Friends and colleagues described Marvit as witty and good-natured. Marvit, who had a psychology PhD, conducted research on hearing and worked to bring music education to impoverished city children.
"There was no one that I could think of who tried more diligently and with greater effort to expand [musical] opportunities for city schools students," said Kelly Powers, director of the Baltimore Talent Education Center. "The senselessness you hear that all the time, but that's exactly what it is."
Officers responded about 10:30 p.m. Monday to a 911 call from the Herring Run Park area and found Marvit suffering from head and chest wounds.
A neighbor, Catharine Victorson, said she heard six gunshots, a pause, and heard a woman screaming. The area, in the Belair-Edison neighborhood, is not generally considered dangerous.
Police are investigating Marvit's shooting as robbery-related, but they said it was only a presumption by detectives given the lack of other possible motives.
A Facebook page under Marvit's name lists a doctorate in psychology from the University of Pennsylvania and degrees in English, music and computer science from Oberlin College.
He was working as a clinical trials analyst and did quality assurance work at ICF Inter on a contract with NIH, according to the company and an NIH spokeswoman.
Karen A. Robinson, a spokeswoman with the University of Maryland School of Medicine in Baltimore, said Marvit completed a postdoctoral fellowship at the school from 2002 to 2005 and then worked as a research associate in the school's laboratories from November 2005 to December 2006. He also spent time at U-Md.'s College Park campus as a postdoctoral fellow, she said.
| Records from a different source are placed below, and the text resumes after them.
use std::io;
use std::os::unix::fs::PermissionsExt;
use std::path::PathBuf;

/// Files of the service directory contract.
pub const RUN: &str = "run";
pub const START: &str = "start";
pub const STOP: &str = "stop";
pub const LOG: &str = "log";
pub const NOTIFY: &str = "notify";
pub const DOWN: &str = "down";
pub const NO_SETSID: &str = "no-setsid";
pub const ORPHANAGE: &str = "orphanage";

/// Read-only view of the files a service directory may contain.
///
/// `Ok(false)` means "known absent". Any other error is passed through so callers can
/// decide whether an unreadable entry counts as present.
pub trait ServiceDir {
    fn exists(&self, name: &str) -> io::Result<bool>;
    /// Regular file with the owner execute bit set.
    fn is_executable(&self, name: &str) -> io::Result<bool>;
}

/// The real directory. The supervisor chdirs into the service directory at startup,
/// so the default root is `.`.
#[derive(Debug, Clone)]
pub struct FsServiceDir {
    root: PathBuf,
}

impl Default for FsServiceDir {
    fn default() -> Self {
        Self::new(".")
    }
}

impl FsServiceDir {
    pub fn new(root: impl Into<PathBuf>) -> Self {
        Self { root: root.into() }
    }
}

fn absent_is_false(r: io::Result<std::fs::Metadata>) -> io::Result<Option<std::fs::Metadata>> {
    match r {
        Ok(m) => Ok(Some(m)),
        Err(e) if e.kind() == io::ErrorKind::NotFound => Ok(None),
        Err(e) => Err(e),
    }
}

impl ServiceDir for FsServiceDir {
    fn exists(&self, name: &str) -> io::Result<bool> {
        Ok(absent_is_false(std::fs::metadata(self.root.join(name)))?.is_some())
    }

    fn is_executable(&self, name: &str) -> io::Result<bool> {
        Ok(absent_is_false(std::fs::metadata(self.root.join(name)))?
            .is_some_and(|m| m.is_file() && m.permissions().mode() & 0o100 != 0))
    }
}

#[cfg(test)]
mod tests {
    use super::*;
    use std::fs;

    #[test]
    fn probes_follow_the_contract() {
        let tmp = tempfile::tempdir().unwrap();
        let dir = FsServiceDir::new(tmp.path());

        fs::write(tmp.path().join(RUN), "#!/bin/sh\n").unwrap();
        fs::write(tmp.path().join(DOWN), "").unwrap();
        fs::write(tmp.path().join(STOP), "#!/bin/sh\n").unwrap();
        fs::set_permissions(tmp.path().join(STOP), fs::Permissions::from_mode(0o755)).unwrap();
        fs::create_dir(tmp.path().join(LOG)).unwrap();

        assert!(dir.exists(RUN).unwrap());
        assert!(!dir.is_executable(RUN).unwrap());
        assert!(dir.is_executable(STOP).unwrap());
        assert!(dir.exists(DOWN).unwrap());
        assert!(!dir.exists(START).unwrap());
        assert!(!dir.is_executable(NOTIFY).unwrap());
        // a directory is never an executable script
        assert!(!dir.is_executable(LOG).unwrap());
    }
}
At U-Md., Marvit helped graduate students collect data in experiments aimed at determining what sounds birds can hear and what sounds they can differentiate.
A former colleague at College Park, Ed Smith, recalled Marvit as a "jovial man, a clever researcher, a helpful colleague and a good father."
Hall, the choral group's music director, said Marvit was chosen to take part in a dance routine for its performance with the Baltimore Symphony Orchestra.
"He was a terrific scientist and a great researcher, but music was something that was extremely important to him," said Hall, the co-host of WYPR radio's "Maryland Morning." "He was not a dilettante. He was a serious musician and an excellent singer."
Hall said Marvit often wore "strange bow ties, almost clownish." "He didn't do it in an outrageous way. I just think it was a metaphor for how bright and positive he was about everything. You could see it in his eyes."
Marvit, who could play violin, piano and guitar, became board president of the Baltimore Talent Education Center, which had 160 students enrolled from 35 schools before the program lost funding from the city school system in 2009.
"For a man as talented and with as many options as Peter had, that he never left this city and never left the task of opening more arts possibilities for city school students is one of our more remarkable stories," Powers said.